*Task details*: Your response should be the lines from the one holding "#[cfg(test)]" to the last line of the data below, copied exactly and with no additions.
*** Opening Study material ***
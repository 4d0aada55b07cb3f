// In: src/lib.rs

//! Pokemon PBS Compiler
//!
//! Reads and writes PBS files, the sectioned `Key = value` text format used
//! for Pokemon game data tables. Record types declare an explicit schema;
//! the compiler and writer are driven entirely by it, so that
//! read, write, read gives back the same records.

// --- MODULE DECLARATIONS ---
// This declares the module hierarchy for the crate.
pub mod codec;
pub mod compiler;
pub mod config;
pub mod converters;
pub mod csv;
pub mod descriptors;
pub mod errors;
pub mod metamodel;
pub mod model;
pub mod repository;
pub mod sections;
pub mod serializer;
pub mod value;
pub mod writer;

#[cfg(test)]
mod tests;

// --- PUBLIC API RE-EXPORTS ---
// This section defines the public-facing API of the `pokemon-pbs` crate,
// making it easy for users to import the most important types directly.

// --- From the `schema` crate ---
// Re-export the opaque value types records are built from.
pub use schema::{
    BattleUse, DamageCategory, FieldUse, GameplayTag, GameplayTagContainer, Name, TagError, Text,
};

// --- From this crate's modules (`src/`) ---

// Reading and writing whole files.
pub use compiler::{
    compile_pbs_entries, compile_pbs_entries_with, compile_pbs_file, compile_pbs_file_with,
};
pub use sections::{each_file_section, each_file_section_with, FileSections, PbsSectionData};
pub use writer::{write_pbs, write_pbs_with};

// Schema declaration and the traits that replace reflection.
pub use metamodel::{
    CompoundValues, ElementShape, Field, PbsCompound, PbsElement, PbsMetamodel, PbsNumber,
    PbsRecord, PbsScalar,
};
pub use descriptors::{
    CollectionKind, EnumMeta, FieldLookup, LocalizedTextNamespace, NumberKind, NumericBounds,
    PbsFieldDescriptor, PbsScalarDescriptor, PbsSchema, PbsSchemaBuilder, RepeatMode,
    ScalarBounds, ScalarKind,
};
pub use value::PbsValue;

// Cell level helpers.
pub use codec::{parse_bool, parse_number};
pub use converters::{ConverterHandle, PbsConverter};
pub use csv::{join_csv_line, split_csv_line};

// Settings, storage and the process-wide serializer.
pub use config::{KeyRepeatPolicy, PbsSettings};
pub use repository::GameDataRepository;

// Crate-specific error and result types.
pub use errors::{ParseError, PbsError, PbsResult, SchemaError, SerializerError, ValueError};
*** Closing Study material ***
*Response area*:
#[cfg(test)]
mod tests;

// --- PUBLIC API RE-EXPORTS ---
// This section defines the public-facing API of the `pokemon-pbs` crate,
// making it easy for users to import the most important types directly.

// --- From the `schema` crate ---
// Re-export the opaque value types records are built from.
pub use schema::{
    BattleUse, DamageCategory, FieldUse, GameplayTag, GameplayTagContainer, Name, TagError, Text,
};

// --- From this crate's modules (`src/`) ---

// Reading and writing whole files.
pub use compiler::{
    compile_pbs_entries, compile_pbs_entries_with, compile_pbs_file, compile_pbs_file_with,
};
pub use sections::{each_file_section, each_file_section_with, FileSections, PbsSectionData};
pub use writer::{write_pbs, write_pbs_with};

// Schema declaration and the traits that replace reflection.
pub use metamodel::{
    CompoundValues, ElementShape, Field, PbsCompound, PbsElement, PbsMetamodel, PbsNumber,
    PbsRecord, PbsScalar,
};
pub use descriptors::{
    CollectionKind, EnumMeta, FieldLookup, LocalizedTextNamespace, NumberKind, NumericBounds,
    PbsFieldDescriptor, PbsScalarDescriptor, PbsSchema, PbsSchemaBuilder, RepeatMode,
    ScalarBounds, ScalarKind,
};
pub use value::PbsValue;

// Cell level helpers.
pub use codec::{parse_bool, parse_number};
pub use converters::{ConverterHandle, PbsConverter};
pub use csv::{join_csv_line, split_csv_line};

// Settings, storage and the process-wide serializer.
pub use config::{KeyRepeatPolicy, PbsSettings};
pub use repository::GameDataRepository;

// Crate-specific error and result types.
pub use errors::{ParseError, PbsError, PbsResult, SchemaError, SerializerError, ValueError};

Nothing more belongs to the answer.